# Vestnik КRAUNC. Fiz.-Mat. nauki. 2022. vol. 39. no. 2. P. 42-61. ISSN 2079-6641

**MSC 47B28, 47A10, 47B12, 47B10, 34K30, 58D25 **

**Research Article**

**Note on the spectral theorem for unbounded non-selfadjoint operators**

**M. V. Kukushkin**

Moscow State University of Civil Engineering, Yaroslavl highway, 26, 129337, Moscow, Russia

E-mail: kukushkinmv@rambler.ru

In this paper, we deal with non-selfadjoint operators with the compact resolvent. Having been inspired by the Lidskii idea involving a notion of convergence of a series on the root vectors of the operator in a weaker – Abel-Lidskii sense, we proceed constructing theory in the direction. The main concept of the paper is a generalization of the spectral theorem for a non-selfadjoint operator. In this way, we come to the definition of the operator function of an unbounded non-selfadjoint operator. As an application, we notice some approaches allowing us to principally broaden conditions imposed on the right-hand side of the evolution equation in the abstract Hilbert space.

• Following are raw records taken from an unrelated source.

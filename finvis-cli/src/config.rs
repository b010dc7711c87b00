use anyhow::{Context, Result, anyhow};
use finvis_finance::Frequency;
use finvis_ingest::{CsvParser, DateFormats, HeaderKeywords};
use serde::{Deserialize, Serialize};
use std::fs;

use crate::state::Store;

#[derive(Debug, Clone, PartialEq, Serialize, Deserialize)]
pub struct Config {
    /// IANA zone used to decide what "today" is
    #[serde(default = "default_timezone")]
    pub timezone: String,
    #[serde(default)]
    pub import: ImportSection,
    #[serde(default)]
    pub recurring: RecurringSection,
}

#[derive(Debug, Clone, Default, PartialEq, Serialize, Deserialize)]
pub struct ImportSection {
    /// Replaces the built-in header keywords when set
    pub header_keywords: Option<Vec<String>>,
    /// Strict date formats in priority order, e.g. "DD/MM/YYYY"
    pub date_formats: Option<Vec<String>>,
}

#[derive(Debug, Clone, PartialEq, Serialize, Deserialize)]
pub struct RecurringSection {
    #[serde(default = "default_frequency")]
    pub default_frequency: Frequency,
}

impl Default for RecurringSection {
    fn default() -> Self {
        Self {
            default_frequency: default_frequency(),
        }
    }
}

fn default_timezone() -> String {
    "America/Chicago".to_string()
}

fn default_frequency() -> Frequency {
    Frequency::Monthly
}

impl Default for Config {
    fn default() -> Self {
        Self {
            timezone: default_timezone(),
            import: ImportSection::default(),
            recurring: RecurringSection::default(),
        }
    }
}

impl Config {
    /// Strict date formats from `import.date_formats`, or the built-in list.
    pub fn date_formats(&self) -> Result<DateFormats> {
        match &self.import.date_formats {
            Some(names) => DateFormats::from_names(names.iter().map(String::as_str))
                .map_err(|name| anyhow!("unknown date format '{name}'"))
                .context("import.date_formats in config.toml"),
            None => Ok(DateFormats::default()),
        }
    }

    /// Statement parser with any keyword/format overrides applied.
    pub fn parser(&self, source: impl Into<String>) -> Result<CsvParser> {
        let mut parser = CsvParser::new()
            .with_source(source)
            .with_date_formats(self.date_formats()?);
        if let Some(keywords) = &self.import.header_keywords {
            parser = parser.with_header_keywords(HeaderKeywords::new(keywords.iter().cloned()));
        }
        Ok(parser)
    }
}

pub fn load_config(store: &Store) -> Result<Config> {
    let p = store.config_path();
    if !p.exists() {
        return Ok(Config::default());
    }
    let s = fs::read_to_string(&p).with_context(|| format!("read {}", p.display()))?;
    toml::from_str(&s).context("parse config.toml")
}

pub fn save_config(store: &Store, cfg: &Config) -> Result<()> {
    let p = store.config_path();
    let s = toml::to_string_pretty(cfg).context("serialize config")?;
    fs::write(&p, s).with_context(|| format!("write {}", p.display()))?;
    Ok(())
}

pub fn init_config(store: &Store) -> Result<()> {
    let p = store.config_path();
    if p.exists() {
        println!("Config already exists: {}", p.display());
        return Ok(());
    }
    save_config(store, &Config::default())?;
    println!("Wrote {}", p.display());
    Ok(())
}

#[cfg(test)]
mod tests {
    use super::*;

    #[test]
    fn test_missing_file_gives_defaults() {
        let tmp = tempfile::tempdir().unwrap();
        let store = Store::open(tmp.path()).unwrap();
        let cfg = load_config(&store).unwrap();
        assert_eq!(cfg, Config::default());
        assert_eq!(cfg.timezone, "America/Chicago");
        assert_eq!(cfg.recurring.default_frequency, Frequency::Monthly);
    }

    #[test]
    fn test_save_and_load() {
        let tmp = tempfile::tempdir().unwrap();
        let store = Store::open(tmp.path()).unwrap();
        let mut cfg = Config::default();
        cfg.timezone = "Europe/Berlin".into();
        cfg.import.date_formats = Some(vec!["DD.MM.YYYY".into(), "YYYY-MM-DD".into()]);
        cfg.recurring.default_frequency = Frequency::BiWeekly;
        save_config(&store, &cfg).unwrap();
        assert_eq!(load_config(&store).unwrap(), cfg);
    }

    #[test]
    fn test_partial_file() {
        let tmp = tempfile::tempdir().unwrap();
        let store = Store::open(tmp.path()).unwrap();
        fs::write(
            store.config_path(),
            "[import]\nheader_keywords = [\"fecha\", \"importe\"]\n",
        )
        .unwrap();
        let cfg = load_config(&store).unwrap();
        assert_eq!(cfg.timezone, "America/Chicago");

        let parser = cfg.parser("test").unwrap();
        let txns = parser.parse("Fecha,Concepto,Cargo,Abono\n2024-01-02,Pan,2.50,\n");
        assert_eq!(txns.len(), 1);
        assert_eq!(txns[0].amount, -2.5);
    }

    #[test]
    fn test_day_first_override() {
        let mut cfg = Config::default();
        cfg.import.date_formats = Some(vec!["DD/MM/YYYY".into()]);
        let txns = cfg.parser("test").unwrap().parse("03/02/2024,Book,10.00,\n");
        assert_eq!(txns[0].iso_date(), "2024-02-03");
    }

    #[test]
    fn test_date_formats_default_and_override() {
        let cfg = Config::default();
        let m = cfg.date_formats().unwrap().normalize("03/02/2024").unwrap();
        assert_eq!(m.iso(), "2024-03-02");

        let mut cfg = Config::default();
        cfg.import.date_formats = Some(vec!["DD/MM/YYYY".into()]);
        let m = cfg.date_formats().unwrap().normalize("03/02/2024").unwrap();
        assert_eq!(m.iso(), "2024-02-03");
    }

    #[test]
    fn test_bad_format_name_rejected() {
        let mut cfg = Config::default();
        cfg.import.date_formats = Some(vec!["QQ/ZZ".into()]);
        assert!(cfg.parser("test").is_err());
    }
}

*Key words: Spectral theorem; Abel-Lidskii basis property; Schatten-von Neumann class; operator function; evolution equation.*

**DOI: 10.26117/2079-6641-2022-39-2-42-61**

**Original article submitted: 04.07.2022**

**Revision submitted: 11.08.2022**

**For citation.** Kukushkin M. V. Note on the spectral theorem for unbounded non-selfadjoint operators. Vestnik KRAUNC. Fiz.-mat. nauki. 2022, 39: 2, 42-61. DOI: 10.26117/2079-6641-2022-39-2-42-61

The content is published under the terms of the Creative Commons Attribution 4.0 International License (https://creativecommons.org/licenses/by/4.0/deed.ru)

© Kukushkin M. V., 2022

**Competing interests.** The author declares that there are no conflicts of interest with respect to authorship and publication.

**Contribution and responsibility.** The author contributed to the writing of the article and is solely responsible for submitting the final version of the article to the press. The final version of the manuscript was approved by the author.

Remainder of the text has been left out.